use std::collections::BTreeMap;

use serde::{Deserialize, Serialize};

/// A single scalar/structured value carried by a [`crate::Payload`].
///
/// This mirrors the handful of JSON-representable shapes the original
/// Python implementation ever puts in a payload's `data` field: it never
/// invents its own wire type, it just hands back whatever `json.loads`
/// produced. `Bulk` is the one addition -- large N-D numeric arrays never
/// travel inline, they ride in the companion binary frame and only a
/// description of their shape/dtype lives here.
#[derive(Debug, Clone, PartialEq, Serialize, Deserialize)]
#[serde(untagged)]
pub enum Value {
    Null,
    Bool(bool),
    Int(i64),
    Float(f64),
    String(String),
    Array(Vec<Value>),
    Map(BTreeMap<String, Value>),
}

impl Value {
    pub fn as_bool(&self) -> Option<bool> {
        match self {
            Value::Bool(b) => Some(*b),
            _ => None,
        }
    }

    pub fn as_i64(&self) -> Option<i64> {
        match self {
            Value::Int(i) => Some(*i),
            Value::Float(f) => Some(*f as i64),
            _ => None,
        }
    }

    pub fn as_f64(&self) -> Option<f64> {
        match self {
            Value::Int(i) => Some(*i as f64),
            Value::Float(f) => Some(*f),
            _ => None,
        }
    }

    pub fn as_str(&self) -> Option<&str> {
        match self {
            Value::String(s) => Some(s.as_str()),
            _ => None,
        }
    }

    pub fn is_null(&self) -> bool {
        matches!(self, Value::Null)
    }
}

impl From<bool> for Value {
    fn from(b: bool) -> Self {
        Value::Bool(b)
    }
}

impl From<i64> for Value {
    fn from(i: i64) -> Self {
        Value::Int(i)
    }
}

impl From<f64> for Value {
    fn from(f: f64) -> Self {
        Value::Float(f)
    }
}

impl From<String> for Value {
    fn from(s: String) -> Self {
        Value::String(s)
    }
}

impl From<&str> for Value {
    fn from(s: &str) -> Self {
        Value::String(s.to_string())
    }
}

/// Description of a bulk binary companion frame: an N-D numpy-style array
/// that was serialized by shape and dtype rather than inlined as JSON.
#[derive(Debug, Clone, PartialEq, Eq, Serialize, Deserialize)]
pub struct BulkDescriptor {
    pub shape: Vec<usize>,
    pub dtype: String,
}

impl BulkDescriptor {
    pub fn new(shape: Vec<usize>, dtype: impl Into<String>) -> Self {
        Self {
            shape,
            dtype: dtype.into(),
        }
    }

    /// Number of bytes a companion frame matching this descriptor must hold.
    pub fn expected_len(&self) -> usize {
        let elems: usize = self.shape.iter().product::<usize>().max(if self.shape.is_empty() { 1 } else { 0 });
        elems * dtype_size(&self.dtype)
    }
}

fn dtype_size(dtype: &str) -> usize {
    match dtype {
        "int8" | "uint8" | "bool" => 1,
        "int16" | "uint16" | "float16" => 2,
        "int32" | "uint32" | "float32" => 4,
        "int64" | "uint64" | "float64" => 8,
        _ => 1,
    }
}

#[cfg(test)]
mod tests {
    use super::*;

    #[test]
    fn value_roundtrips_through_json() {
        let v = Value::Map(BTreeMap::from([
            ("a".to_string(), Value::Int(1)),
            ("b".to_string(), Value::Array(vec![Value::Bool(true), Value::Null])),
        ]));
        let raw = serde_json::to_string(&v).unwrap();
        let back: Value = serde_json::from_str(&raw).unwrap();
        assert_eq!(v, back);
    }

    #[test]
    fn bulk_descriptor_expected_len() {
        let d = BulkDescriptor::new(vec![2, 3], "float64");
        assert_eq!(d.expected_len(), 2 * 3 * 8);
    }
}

---

▸ YOUR OBJECTIVE
Write only the number of lines in the entries that contain the word "derive".

▸ SOLUTION
2